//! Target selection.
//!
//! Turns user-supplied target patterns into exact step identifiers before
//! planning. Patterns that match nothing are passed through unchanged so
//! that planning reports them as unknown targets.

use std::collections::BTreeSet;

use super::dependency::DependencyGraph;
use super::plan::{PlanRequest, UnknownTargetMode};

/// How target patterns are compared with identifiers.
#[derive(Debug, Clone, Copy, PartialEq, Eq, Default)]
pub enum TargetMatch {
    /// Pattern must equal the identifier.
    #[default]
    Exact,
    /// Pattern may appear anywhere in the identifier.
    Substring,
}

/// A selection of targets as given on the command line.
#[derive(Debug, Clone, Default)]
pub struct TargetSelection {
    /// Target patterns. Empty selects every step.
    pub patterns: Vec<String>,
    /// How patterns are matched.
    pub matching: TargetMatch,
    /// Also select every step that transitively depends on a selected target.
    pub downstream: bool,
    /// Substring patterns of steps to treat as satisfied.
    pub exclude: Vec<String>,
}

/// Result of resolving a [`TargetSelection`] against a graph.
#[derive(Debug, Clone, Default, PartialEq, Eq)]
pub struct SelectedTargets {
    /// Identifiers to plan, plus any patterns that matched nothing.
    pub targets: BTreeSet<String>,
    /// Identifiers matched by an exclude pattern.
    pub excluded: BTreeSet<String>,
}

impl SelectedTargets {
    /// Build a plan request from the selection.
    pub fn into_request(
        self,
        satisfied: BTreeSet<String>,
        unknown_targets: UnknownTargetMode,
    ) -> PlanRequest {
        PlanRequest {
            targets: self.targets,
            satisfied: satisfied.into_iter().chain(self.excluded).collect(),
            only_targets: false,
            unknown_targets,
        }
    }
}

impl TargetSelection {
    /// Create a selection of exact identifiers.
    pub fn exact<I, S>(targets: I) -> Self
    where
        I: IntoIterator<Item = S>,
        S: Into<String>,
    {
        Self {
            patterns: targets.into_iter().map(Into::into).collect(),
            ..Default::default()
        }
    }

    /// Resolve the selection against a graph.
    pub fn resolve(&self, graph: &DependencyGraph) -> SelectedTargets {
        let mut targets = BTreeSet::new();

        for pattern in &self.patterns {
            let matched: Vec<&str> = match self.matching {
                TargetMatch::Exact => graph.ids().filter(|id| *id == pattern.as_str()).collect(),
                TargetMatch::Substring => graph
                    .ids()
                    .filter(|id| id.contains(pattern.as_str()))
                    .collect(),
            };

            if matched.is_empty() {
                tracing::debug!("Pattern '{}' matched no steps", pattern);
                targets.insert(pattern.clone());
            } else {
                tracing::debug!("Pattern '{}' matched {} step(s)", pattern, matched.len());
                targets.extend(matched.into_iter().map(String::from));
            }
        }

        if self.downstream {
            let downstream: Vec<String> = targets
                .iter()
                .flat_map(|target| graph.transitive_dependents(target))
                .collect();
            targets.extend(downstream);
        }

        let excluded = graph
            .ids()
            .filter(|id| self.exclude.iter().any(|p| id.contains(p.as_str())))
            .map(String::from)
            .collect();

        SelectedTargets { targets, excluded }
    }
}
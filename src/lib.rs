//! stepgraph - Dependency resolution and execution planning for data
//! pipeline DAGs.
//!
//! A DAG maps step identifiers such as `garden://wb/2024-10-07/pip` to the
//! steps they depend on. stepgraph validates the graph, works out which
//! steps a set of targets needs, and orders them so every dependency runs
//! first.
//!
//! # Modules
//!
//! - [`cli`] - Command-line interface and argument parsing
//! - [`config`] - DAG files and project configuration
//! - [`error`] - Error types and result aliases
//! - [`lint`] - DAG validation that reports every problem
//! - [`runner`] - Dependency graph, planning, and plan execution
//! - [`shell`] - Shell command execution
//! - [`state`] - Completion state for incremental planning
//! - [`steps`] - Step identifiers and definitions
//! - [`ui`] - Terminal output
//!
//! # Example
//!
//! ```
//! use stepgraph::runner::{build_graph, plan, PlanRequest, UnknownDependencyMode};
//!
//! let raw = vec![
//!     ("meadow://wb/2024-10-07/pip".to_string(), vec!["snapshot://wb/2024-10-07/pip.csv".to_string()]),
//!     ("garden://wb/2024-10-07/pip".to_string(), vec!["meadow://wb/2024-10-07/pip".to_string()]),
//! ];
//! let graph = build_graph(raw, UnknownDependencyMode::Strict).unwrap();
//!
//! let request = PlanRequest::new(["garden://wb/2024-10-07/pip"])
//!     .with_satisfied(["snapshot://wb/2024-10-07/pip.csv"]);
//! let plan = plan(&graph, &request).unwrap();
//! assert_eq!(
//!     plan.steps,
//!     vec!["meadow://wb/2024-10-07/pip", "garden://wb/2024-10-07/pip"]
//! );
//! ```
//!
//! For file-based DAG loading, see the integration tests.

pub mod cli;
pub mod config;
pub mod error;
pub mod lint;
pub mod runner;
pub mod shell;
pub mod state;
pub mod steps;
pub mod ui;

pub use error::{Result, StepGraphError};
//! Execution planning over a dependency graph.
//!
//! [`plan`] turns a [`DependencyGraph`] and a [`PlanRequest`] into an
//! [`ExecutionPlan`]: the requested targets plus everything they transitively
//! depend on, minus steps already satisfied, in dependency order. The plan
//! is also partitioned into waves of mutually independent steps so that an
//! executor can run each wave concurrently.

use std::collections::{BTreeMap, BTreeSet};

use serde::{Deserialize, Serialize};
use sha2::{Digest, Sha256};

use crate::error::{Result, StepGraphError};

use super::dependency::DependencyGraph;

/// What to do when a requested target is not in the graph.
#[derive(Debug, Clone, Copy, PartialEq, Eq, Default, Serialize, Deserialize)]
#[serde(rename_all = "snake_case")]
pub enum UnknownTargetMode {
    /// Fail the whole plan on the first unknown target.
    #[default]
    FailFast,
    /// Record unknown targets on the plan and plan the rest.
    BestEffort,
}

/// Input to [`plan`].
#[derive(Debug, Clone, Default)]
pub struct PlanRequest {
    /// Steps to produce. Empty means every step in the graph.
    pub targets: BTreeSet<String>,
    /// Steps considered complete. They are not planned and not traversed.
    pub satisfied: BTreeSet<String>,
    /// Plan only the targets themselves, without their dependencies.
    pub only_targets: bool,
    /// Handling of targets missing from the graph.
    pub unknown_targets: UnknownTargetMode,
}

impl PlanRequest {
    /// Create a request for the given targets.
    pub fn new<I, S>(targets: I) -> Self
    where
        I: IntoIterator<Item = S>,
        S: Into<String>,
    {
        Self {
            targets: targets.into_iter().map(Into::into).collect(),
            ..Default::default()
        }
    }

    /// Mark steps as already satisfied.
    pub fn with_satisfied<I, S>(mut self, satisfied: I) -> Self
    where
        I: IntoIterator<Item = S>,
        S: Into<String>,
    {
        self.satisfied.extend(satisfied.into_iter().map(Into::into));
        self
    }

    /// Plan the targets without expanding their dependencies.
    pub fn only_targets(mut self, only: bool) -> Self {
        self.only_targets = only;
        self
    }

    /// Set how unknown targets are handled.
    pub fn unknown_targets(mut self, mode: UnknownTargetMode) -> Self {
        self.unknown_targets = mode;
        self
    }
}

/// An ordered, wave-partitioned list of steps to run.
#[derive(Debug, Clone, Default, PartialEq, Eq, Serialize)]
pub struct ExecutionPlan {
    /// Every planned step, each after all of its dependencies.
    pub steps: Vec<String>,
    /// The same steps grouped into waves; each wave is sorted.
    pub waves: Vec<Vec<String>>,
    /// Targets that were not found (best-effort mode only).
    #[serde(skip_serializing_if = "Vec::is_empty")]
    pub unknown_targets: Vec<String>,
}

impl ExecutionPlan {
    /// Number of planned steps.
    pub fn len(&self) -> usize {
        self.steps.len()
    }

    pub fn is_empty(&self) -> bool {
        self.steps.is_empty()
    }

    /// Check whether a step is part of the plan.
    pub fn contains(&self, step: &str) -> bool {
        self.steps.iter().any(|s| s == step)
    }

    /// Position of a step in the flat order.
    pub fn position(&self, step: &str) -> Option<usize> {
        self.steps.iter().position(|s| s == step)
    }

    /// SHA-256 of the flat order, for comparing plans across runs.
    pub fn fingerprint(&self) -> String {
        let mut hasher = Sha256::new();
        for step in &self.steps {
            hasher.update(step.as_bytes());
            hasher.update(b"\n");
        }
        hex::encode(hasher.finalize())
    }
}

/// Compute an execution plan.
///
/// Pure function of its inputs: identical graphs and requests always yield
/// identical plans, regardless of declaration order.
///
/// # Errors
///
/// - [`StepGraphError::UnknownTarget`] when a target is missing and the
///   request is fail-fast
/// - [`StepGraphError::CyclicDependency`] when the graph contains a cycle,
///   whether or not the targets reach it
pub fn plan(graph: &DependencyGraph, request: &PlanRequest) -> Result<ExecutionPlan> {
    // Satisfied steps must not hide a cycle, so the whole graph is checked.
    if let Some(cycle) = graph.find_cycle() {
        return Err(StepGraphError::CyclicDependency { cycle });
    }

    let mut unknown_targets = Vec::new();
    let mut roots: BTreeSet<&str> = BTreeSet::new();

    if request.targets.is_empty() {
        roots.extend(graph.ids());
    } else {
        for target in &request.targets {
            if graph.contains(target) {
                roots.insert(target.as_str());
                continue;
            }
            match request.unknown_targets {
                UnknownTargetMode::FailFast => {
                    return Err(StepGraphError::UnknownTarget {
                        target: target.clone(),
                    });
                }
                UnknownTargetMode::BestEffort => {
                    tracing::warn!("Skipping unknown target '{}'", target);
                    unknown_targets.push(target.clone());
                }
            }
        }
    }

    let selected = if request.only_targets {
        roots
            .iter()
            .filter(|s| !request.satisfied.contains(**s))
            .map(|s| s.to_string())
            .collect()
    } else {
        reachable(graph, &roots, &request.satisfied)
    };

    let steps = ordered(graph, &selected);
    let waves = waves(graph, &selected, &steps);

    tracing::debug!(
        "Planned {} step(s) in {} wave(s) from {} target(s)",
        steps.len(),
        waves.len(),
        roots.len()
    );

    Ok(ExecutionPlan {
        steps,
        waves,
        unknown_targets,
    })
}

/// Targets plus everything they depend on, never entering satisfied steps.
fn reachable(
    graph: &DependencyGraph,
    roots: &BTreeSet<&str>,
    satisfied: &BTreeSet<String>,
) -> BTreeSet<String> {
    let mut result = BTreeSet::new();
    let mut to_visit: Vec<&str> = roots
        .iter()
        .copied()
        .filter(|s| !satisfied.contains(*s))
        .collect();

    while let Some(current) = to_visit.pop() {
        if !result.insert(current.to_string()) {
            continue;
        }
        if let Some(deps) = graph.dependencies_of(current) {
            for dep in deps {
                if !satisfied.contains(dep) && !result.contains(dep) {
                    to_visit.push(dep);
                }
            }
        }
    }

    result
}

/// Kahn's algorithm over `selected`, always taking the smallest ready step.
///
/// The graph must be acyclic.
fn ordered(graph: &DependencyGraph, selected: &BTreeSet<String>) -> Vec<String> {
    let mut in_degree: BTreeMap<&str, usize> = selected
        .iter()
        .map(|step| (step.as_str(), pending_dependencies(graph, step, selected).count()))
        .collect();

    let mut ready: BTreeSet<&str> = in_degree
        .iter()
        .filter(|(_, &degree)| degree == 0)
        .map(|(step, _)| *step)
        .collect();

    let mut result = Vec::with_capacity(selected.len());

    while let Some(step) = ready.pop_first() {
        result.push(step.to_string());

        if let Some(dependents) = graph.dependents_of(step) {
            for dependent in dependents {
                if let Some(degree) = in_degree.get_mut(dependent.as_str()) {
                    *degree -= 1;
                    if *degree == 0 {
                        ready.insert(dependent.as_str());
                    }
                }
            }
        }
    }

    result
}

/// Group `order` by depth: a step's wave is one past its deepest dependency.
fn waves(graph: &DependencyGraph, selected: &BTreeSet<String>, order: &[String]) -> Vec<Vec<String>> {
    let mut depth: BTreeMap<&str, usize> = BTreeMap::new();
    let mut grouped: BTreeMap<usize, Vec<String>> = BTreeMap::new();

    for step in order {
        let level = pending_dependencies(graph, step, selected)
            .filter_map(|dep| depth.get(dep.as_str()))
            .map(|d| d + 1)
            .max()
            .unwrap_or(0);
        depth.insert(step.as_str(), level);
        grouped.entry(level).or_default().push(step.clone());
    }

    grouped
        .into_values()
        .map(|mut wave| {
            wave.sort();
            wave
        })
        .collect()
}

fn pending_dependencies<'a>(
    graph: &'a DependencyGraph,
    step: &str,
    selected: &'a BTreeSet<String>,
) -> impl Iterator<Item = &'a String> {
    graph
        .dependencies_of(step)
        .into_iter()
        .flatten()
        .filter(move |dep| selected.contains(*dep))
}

▬▬▬▬▬▬

• _What the exercise asks_
Stop after the line containing "pub struct SelectedTargets": print exactly the lines from the start of the entries above up to it, that line included.

• _Solution_
//! Target selection.
//!
//! Turns user-supplied target patterns into exact step identifiers before
//! planning. Patterns that match nothing are passed through unchanged so
//! that planning reports them as unknown targets.

use std::collections::BTreeSet;

use super::dependency::DependencyGraph;
use super::plan::{PlanRequest, UnknownTargetMode};

/// How target patterns are compared with identifiers.
#[derive(Debug, Clone, Copy, PartialEq, Eq, Default)]
pub enum TargetMatch {
    /// Pattern must equal the identifier.
    #[default]
    Exact,
    /// Pattern may appear anywhere in the identifier.
    Substring,
}

/// A selection of targets as given on the command line.
#[derive(Debug, Clone, Default)]
pub struct TargetSelection {
    /// Target patterns. Empty selects every step.
    pub patterns: Vec<String>,
    /// How patterns are matched.
    pub matching: TargetMatch,
    /// Also select every step that transitively depends on a selected target.
    pub downstream: bool,
    /// Substring patterns of steps to treat as satisfied.
    pub exclude: Vec<String>,
}

/// Result of resolving a [`TargetSelection`] against a graph.
#[derive(Debug, Clone, Default, PartialEq, Eq)]
pub struct SelectedTargets {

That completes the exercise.